Where a line of the following data contains the string "collect", include it in the tally. Report the total alone.
*** Opening Entries shown ***
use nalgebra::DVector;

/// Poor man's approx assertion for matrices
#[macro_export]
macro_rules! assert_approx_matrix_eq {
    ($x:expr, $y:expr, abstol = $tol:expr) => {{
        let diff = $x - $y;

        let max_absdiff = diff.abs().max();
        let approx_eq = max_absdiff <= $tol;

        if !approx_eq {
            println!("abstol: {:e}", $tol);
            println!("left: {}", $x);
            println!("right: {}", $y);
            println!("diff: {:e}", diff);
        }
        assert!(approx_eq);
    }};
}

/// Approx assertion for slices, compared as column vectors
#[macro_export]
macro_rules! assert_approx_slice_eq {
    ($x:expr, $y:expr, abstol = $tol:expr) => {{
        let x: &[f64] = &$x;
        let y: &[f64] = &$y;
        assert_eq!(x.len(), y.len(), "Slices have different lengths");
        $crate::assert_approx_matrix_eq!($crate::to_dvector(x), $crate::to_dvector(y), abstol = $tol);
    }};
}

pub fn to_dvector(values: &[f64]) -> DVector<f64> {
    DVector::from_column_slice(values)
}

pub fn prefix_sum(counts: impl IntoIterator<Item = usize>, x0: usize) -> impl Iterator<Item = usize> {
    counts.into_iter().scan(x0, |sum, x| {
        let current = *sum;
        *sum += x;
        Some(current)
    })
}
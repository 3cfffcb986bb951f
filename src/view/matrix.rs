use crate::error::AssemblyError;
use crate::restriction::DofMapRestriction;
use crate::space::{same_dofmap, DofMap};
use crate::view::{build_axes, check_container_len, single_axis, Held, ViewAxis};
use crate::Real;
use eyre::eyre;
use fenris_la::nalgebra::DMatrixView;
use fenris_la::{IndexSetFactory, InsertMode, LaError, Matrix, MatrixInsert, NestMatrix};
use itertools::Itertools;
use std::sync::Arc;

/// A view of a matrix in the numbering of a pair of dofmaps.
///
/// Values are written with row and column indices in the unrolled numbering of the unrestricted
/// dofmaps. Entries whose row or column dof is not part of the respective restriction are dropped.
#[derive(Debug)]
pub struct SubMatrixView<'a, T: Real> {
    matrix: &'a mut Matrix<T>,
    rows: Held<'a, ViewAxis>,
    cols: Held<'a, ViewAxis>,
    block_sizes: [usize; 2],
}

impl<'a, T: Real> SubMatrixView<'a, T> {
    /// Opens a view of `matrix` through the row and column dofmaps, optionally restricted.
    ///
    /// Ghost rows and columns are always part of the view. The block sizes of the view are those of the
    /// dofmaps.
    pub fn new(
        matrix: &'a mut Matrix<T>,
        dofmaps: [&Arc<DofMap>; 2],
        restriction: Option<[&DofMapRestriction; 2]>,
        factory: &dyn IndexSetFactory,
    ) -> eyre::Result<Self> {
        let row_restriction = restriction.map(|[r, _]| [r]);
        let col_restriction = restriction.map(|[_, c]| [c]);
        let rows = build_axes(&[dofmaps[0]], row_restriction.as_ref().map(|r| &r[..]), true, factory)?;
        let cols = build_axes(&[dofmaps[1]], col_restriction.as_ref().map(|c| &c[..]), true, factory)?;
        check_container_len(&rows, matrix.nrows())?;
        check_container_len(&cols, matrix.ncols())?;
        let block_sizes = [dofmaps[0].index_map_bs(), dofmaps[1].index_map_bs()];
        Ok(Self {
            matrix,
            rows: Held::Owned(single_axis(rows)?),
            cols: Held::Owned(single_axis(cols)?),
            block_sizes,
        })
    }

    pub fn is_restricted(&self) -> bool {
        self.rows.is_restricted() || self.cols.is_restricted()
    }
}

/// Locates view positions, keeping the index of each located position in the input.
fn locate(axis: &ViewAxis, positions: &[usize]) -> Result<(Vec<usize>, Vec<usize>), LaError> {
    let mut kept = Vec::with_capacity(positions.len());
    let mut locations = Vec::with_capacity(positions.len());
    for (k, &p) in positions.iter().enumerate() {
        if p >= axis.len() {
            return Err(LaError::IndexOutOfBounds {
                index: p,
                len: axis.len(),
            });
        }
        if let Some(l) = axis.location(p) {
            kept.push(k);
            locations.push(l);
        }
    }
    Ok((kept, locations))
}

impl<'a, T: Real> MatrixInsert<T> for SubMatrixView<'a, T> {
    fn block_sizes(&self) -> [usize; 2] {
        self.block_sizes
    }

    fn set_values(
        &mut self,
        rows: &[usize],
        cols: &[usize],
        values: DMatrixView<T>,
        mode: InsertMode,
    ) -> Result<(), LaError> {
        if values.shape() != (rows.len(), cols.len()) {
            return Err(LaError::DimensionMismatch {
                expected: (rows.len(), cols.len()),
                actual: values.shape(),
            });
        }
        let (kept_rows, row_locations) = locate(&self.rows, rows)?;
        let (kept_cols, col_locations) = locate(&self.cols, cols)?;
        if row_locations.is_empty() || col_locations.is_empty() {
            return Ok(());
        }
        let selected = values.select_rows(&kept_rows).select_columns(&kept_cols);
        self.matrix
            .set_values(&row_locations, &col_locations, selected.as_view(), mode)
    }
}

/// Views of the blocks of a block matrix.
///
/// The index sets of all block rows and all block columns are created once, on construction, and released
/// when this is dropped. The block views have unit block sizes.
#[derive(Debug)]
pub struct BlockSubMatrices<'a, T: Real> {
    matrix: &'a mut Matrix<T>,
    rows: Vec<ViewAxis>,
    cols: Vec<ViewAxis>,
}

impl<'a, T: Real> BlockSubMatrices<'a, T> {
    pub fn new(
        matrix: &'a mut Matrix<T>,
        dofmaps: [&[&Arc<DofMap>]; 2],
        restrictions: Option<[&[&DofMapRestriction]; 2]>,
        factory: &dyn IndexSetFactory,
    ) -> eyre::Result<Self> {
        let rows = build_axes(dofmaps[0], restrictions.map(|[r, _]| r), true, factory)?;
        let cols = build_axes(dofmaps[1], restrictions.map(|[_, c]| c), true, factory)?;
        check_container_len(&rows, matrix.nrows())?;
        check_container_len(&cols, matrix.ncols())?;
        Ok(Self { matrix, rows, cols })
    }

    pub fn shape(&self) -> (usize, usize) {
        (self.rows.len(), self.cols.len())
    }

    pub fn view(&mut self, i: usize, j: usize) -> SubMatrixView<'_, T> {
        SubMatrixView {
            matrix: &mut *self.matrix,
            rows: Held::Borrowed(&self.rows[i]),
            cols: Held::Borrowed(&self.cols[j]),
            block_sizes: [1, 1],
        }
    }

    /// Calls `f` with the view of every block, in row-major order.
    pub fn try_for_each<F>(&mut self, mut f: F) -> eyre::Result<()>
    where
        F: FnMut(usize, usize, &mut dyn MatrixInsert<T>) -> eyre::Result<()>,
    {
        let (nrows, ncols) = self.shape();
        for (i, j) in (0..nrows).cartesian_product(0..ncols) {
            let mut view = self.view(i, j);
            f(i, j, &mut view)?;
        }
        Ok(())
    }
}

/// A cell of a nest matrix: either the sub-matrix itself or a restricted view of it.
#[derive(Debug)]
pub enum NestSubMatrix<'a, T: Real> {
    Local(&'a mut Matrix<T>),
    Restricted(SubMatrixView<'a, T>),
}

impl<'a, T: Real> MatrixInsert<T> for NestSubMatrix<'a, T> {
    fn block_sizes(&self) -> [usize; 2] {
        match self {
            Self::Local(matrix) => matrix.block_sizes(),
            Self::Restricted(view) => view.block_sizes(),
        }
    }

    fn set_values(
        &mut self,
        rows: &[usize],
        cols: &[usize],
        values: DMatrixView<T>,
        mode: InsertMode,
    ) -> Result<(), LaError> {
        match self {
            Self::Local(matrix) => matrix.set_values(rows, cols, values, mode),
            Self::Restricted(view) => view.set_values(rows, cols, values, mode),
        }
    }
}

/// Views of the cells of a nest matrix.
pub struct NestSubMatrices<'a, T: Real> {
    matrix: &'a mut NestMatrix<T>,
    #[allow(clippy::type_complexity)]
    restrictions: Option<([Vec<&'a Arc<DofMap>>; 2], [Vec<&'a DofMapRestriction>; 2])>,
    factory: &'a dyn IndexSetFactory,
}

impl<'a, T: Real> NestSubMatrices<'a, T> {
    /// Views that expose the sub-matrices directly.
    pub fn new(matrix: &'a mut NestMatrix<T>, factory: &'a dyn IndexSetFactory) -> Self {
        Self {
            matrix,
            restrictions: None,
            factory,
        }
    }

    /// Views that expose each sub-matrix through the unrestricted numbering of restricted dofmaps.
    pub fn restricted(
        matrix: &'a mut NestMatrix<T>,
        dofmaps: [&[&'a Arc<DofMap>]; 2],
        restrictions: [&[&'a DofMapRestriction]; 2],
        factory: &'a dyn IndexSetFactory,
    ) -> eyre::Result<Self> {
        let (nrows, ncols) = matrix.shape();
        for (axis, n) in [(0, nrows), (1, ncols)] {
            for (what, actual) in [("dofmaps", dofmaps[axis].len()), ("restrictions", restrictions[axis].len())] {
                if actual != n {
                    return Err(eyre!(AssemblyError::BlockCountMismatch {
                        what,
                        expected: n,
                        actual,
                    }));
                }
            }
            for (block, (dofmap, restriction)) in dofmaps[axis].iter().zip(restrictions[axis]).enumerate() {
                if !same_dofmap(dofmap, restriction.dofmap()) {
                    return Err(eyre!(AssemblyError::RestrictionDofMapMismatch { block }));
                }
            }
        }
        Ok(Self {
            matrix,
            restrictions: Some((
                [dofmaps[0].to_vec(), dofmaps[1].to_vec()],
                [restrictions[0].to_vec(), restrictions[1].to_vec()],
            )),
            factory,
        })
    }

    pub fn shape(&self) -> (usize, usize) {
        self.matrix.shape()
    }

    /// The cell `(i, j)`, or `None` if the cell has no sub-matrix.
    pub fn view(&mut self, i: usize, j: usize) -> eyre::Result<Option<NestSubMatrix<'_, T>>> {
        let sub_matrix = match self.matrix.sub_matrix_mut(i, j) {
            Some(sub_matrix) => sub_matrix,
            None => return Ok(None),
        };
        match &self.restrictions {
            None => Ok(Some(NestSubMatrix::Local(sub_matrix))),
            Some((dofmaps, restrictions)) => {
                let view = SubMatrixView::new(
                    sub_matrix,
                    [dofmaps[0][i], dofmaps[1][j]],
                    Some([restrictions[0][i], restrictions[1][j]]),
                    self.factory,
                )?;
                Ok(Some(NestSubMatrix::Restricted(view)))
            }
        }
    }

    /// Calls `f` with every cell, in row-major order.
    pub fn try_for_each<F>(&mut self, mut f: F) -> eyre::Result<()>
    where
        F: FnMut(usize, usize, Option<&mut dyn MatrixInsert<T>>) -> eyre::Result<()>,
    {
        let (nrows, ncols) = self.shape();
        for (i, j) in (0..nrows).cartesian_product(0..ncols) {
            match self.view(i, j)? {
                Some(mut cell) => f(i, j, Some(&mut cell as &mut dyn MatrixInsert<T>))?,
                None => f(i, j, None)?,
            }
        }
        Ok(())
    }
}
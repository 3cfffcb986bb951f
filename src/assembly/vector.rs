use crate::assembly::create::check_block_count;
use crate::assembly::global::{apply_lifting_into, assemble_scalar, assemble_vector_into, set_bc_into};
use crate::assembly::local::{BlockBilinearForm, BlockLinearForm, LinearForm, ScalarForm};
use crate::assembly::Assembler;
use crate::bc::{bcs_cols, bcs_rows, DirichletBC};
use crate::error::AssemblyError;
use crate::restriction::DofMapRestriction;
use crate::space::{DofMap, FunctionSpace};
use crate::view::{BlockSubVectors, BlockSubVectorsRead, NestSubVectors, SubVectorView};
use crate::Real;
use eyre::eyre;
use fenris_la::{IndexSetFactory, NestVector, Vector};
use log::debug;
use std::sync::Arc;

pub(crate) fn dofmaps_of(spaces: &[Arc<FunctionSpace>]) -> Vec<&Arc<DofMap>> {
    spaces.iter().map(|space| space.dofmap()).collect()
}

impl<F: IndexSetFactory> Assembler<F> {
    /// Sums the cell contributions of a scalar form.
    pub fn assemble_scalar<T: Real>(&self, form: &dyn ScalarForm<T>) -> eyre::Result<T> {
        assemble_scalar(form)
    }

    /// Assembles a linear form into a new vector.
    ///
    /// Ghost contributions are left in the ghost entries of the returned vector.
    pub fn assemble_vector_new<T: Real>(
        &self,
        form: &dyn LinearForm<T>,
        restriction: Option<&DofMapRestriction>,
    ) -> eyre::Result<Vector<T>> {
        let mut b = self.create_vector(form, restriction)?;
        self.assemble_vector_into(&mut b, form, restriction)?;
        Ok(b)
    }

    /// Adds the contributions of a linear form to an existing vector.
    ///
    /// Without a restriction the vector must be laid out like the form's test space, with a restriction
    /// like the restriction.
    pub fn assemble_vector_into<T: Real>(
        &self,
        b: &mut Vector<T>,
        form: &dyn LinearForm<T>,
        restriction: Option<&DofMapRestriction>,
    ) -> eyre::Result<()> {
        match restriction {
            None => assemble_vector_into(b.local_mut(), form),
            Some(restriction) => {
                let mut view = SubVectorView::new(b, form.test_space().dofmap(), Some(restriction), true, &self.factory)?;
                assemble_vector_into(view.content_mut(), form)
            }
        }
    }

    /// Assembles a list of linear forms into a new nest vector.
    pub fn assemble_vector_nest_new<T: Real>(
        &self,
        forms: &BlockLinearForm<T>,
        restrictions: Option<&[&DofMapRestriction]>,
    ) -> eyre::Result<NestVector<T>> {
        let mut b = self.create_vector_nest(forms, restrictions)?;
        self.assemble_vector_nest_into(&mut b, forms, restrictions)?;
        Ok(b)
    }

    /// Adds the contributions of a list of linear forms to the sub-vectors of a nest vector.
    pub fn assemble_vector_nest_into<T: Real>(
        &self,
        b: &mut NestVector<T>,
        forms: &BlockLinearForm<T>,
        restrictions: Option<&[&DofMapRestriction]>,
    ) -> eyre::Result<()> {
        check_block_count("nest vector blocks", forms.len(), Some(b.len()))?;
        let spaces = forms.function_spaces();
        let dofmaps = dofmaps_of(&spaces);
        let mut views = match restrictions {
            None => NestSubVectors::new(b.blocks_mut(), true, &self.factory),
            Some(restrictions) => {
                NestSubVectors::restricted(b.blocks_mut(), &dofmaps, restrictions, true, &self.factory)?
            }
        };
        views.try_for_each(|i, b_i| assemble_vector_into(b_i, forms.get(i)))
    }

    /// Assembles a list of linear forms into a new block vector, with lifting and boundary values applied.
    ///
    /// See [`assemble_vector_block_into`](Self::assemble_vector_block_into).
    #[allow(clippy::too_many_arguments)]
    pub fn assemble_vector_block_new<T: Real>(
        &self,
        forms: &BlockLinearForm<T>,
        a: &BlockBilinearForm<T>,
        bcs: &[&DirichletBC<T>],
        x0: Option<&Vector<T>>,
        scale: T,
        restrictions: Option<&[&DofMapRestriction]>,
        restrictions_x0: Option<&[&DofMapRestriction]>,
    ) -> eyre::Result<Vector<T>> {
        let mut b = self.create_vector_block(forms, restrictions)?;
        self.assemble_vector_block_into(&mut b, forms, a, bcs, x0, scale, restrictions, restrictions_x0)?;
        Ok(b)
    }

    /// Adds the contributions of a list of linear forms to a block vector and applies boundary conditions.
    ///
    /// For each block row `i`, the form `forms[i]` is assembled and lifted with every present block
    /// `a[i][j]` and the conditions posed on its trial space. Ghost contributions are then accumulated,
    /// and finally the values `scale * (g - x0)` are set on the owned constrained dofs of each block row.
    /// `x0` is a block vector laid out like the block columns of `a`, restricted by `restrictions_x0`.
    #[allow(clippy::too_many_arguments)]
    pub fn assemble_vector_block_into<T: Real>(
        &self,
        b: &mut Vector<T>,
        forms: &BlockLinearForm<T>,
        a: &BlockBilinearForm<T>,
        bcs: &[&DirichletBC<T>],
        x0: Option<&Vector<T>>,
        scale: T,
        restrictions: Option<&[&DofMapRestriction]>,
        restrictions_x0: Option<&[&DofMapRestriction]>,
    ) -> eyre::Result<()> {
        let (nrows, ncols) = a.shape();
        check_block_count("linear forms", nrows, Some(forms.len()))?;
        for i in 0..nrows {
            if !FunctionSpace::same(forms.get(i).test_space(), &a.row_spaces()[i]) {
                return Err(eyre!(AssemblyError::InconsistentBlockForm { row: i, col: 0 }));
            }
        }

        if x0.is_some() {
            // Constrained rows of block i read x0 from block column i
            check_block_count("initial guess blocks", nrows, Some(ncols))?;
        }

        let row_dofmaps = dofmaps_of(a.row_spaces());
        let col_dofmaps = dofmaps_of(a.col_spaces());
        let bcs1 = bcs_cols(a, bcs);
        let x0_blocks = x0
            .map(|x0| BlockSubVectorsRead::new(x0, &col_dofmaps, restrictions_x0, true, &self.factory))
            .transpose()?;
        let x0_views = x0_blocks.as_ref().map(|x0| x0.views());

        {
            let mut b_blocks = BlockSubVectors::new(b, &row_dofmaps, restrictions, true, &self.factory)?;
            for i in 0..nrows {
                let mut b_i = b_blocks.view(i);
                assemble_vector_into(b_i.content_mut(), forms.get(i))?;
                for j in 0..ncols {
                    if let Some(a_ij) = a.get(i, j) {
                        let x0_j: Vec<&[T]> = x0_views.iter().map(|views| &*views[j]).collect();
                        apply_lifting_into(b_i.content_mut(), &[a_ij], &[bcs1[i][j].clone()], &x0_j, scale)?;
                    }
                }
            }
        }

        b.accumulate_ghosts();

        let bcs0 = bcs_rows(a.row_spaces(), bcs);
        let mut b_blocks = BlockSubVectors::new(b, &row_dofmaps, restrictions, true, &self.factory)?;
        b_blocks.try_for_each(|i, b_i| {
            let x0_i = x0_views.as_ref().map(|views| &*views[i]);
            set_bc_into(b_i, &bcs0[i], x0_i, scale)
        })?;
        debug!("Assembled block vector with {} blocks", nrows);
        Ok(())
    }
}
*** Closing Entries shown ***
[Response]
2